Think of an extremely heavy exoskeleton that makes you invulnerable to almost all attacks. Arm it with everything you can imagine - knives, flamethrowers, grenade launchers, heat-seeking missiles, smart bombs and nuclear weapons, for starters. Put in an excellent visor-mounted display that gives you every piece of tactical information you might need. And equip the whole thing with jump jets and amplifying servos, so that you can leap tall buildings in a single bound or run straight through them if you want. That’s what every man in the Mobile Infantry wears in Heinlein’s “Troopers”.
Realistic? Maybe not. But it was a reasonable concept for 1959, and it was still a decent concept when Joe Haldeman revamped it in 1974's “The Forever War”. Hell, it might actually work one day, although Haldeman himself has since realised that it would be more practical to turn the suit into a remote-controlled drone3. One way or the other, the powered armour made some very exciting reading, and it would have looked superb on film.
So why didn’t Verhoeven use the armour in his movie? My best guess is that he was afraid it would look like he was remaking “Robocop”. Which strikes me as funny, given the number of motifs that Verhoeven does allow himself to repeat in every single movie4.
Verhoeven also didn’t see fit to endow the Bugs with the technology and intelligence that they have in the book.
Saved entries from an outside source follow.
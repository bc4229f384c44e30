// ============================================================
// Layer 4 — Text Preprocessor
// ============================================================
// Cleans raw text extracted from papers before quality checks
// and chunking.
//
// Text pulled out of a PDF usually contains:
//   - Typographic ligatures (ﬁ, ﬂ, ﬀ) instead of plain letters
//   - Words hyphenated across line breaks ("atten-\ntion")
//   - Non-breaking and zero-width spaces
//   - Carriage returns, tabs and stray control characters
//   - Runs of spaces and blank lines from the page layout
//
// Cleaning steps (applied in order):
//   1. Map ligatures and odd whitespace to plain characters
//   2. Re-join words hyphenated across a line break
//   3. Collapse spaces and trim each line
//   4. Allow at most one blank line between paragraphs
//
// Reference: Rust Book §8 (Strings in Rust)
//            Rust Book §13 (Iterators)

pub struct Preprocessor;

impl Preprocessor {
    pub fn new() -> Self {
        Self
    }

    /// Clean raw extracted text. Takes a &str and returns an owned String.
    pub fn clean(&self, text: &str) -> String {
        // ── Step 1: Normalise individual characters ───────────────────────────
        let mut step1 = String::with_capacity(text.len());
        for c in text.chars() {
            match c {
                '\u{FB00}' => step1.push_str("ff"),
                '\u{FB01}' => step1.push_str("fi"),
                '\u{FB02}' => step1.push_str("fl"),
                '\u{FB03}' => step1.push_str("ffi"),
                '\u{FB04}' => step1.push_str("ffl"),
                '\t' | '\u{00A0}' | '\u{200B}' | '\u{FEFF}' => step1.push(' '),
                '\r' => step1.push('\n'),
                c if c.is_control() && c != '\n' => step1.push(' '),
                c => step1.push(c),
            }
        }

        // ── Step 2: Re-join hyphenated line breaks ────────────────────────────
        // "atten-\ntion" → "attention". Only a hyphen directly after a
        // letter and directly before a newline counts.
        let step2 = dehyphenate(&step1);

        // ── Step 3: Clean each line individually ─────────────────────────────
        let step3: Vec<String> = step2
            .lines()
            .map(|line| line.split(' ').filter(|w| !w.is_empty()).collect::<Vec<_>>().join(" "))
            .collect();

        // ── Step 4: Collapse excessive blank lines ────────────────────────────
        let mut out   = String::with_capacity(step2.len());
        let mut blank = 0usize;
        for line in &step3 {
            if line.is_empty() {
                blank += 1;
                if blank > 1 {
                    continue;
                }
            } else {
                blank = 0;
            }
            out.push_str(line);
            out.push('\n');
        }

        out.trim().to_string()
    }
}

impl Default for Preprocessor {
    fn default() -> Self {
        Self::new()
    }
}

fn dehyphenate(text: &str) -> String {
    let chars: Vec<char> = text.chars().collect();
    let mut out = String::with_capacity(text.len());
    let mut i   = 0;
    while i < chars.len() {
        let c = chars[i];
        if c == '-'
            && i > 0
            && chars[i - 1].is_alphabetic()
            && chars.get(i + 1) == Some(&'\n')
            && chars.get(i + 2).is_some_and(|n| n.is_lowercase())
        {
            // Skip the hyphen and the newline
            i += 2;
            continue;
        }
        out.push(c);
        i += 1;
    }
    out
}

// ─── Unit Tests ───────────────────────────────────────────────────────────────
#[cfg(test)]
mod tests {
    use super::*;

    #[test]
    fn test_collapses_multiple_spaces() {
        let p = Preprocessor::new();
        assert_eq!(p.clean("key   value  cache"), "key value cache");
    }

    #[test]
    fn test_expands_ligatures() {
        let p = Preprocessor::new();
        assert_eq!(p.clean("e\u{FB03}cient \u{FB01}ne-tuning"), "efficient fine-tuning");
    }

    #[test]
    fn test_rejoins_hyphenated_words() {
        let p = Preprocessor::new();
        assert_eq!(p.clean("multi-head atten-\ntion layers"), "multi-head attention layers");
    }

    #[test]
    fn test_keeps_hyphen_before_capital() {
        let p = Preprocessor::new();
        // "KV-\nCache" is a compound, not a broken word
        assert_eq!(p.clean("KV-\nCache"), "KV-\nCache");
    }

    #[test]
    fn test_removes_control_chars() {
        let p = Preprocessor::new();
        assert_eq!(p.clean("hello\x01world"), "hello world");
    }

    #[test]
    fn test_collapses_blank_lines() {
        let p      = Preprocessor::new();
        let output = p.clean("para one\n\n\n\n\npara two");
        assert_eq!(output, "para one\n\npara two");
    }

    #[test]
    fn test_empty_string() {
        let p = Preprocessor::new();
        assert_eq!(p.clean(""), "");
    }
}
His Bugs fight with their mandibles and spiky body parts only, while Heinlein’s Bugs are known to use blasters and other weapons. By making the Bugs so completely primitive, Verhoeven makes the racism of the original material even more repelling. In the novel, Rico points out that the Bugs, while inhuman, are intelligent and have a society of sorts. In a few passages, Heinlein even raises the possibility of negotiating with the Bugs and possibly coming to some sort of agreement. These ideas are quickly dismissed as being unrealistic, but at least they are briefly entertained. In the movie, the concept of negotiation is used only as a very brief joke, for the Bugs of the movie are obviously just a bunch of clever, vicious animals that need to be exterminated.
”PERSONAL RESPONSIBILITY FOR THE SAFETY OF THE BODY POLITIC, ETCETERA, ETCETERA, ETCETERA.”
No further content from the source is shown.